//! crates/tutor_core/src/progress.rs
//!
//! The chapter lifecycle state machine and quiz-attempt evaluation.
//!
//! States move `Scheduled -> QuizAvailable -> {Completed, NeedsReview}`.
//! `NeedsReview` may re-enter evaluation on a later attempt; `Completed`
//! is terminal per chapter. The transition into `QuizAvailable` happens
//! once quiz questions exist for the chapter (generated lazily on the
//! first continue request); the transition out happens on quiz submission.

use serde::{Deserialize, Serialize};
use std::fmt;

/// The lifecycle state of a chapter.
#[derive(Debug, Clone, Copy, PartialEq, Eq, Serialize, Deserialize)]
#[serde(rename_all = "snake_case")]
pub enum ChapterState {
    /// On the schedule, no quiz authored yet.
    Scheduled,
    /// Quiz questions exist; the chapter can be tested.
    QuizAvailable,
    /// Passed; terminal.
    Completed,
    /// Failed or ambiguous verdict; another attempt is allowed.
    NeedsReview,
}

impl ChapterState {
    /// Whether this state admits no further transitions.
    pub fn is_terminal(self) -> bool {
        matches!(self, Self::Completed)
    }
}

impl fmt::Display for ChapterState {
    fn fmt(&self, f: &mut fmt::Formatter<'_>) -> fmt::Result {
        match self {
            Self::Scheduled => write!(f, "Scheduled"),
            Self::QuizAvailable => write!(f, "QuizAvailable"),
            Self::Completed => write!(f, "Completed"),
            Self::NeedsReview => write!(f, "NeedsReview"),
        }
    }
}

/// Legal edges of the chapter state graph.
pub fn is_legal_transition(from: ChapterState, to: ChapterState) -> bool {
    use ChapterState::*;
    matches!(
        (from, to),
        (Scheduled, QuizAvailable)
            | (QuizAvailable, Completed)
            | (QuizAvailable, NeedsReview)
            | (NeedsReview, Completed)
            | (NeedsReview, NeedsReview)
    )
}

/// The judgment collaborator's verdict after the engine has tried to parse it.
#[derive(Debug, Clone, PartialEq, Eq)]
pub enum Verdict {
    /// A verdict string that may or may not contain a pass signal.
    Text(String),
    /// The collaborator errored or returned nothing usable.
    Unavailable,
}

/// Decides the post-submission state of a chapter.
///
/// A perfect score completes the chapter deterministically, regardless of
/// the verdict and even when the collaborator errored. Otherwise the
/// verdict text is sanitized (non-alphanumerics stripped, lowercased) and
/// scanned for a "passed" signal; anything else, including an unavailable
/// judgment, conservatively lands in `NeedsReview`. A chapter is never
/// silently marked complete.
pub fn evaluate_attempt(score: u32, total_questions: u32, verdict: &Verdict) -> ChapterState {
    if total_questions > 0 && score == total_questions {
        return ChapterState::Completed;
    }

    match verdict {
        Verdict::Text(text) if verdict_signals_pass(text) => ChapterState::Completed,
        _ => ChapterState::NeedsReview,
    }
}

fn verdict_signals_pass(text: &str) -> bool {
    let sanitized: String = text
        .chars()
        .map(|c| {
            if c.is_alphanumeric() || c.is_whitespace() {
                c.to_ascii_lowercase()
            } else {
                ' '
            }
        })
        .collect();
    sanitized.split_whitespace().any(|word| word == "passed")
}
==============================
▶ [PROBLEM DETAILS] Copy out every line from the material above in which the word "judgment" appears.

▶ [ANSWER BOX]
/// The judgment collaborator's verdict after the engine has tried to parse it.
/// judgment, conservatively lands in `NeedsReview`. A chapter is never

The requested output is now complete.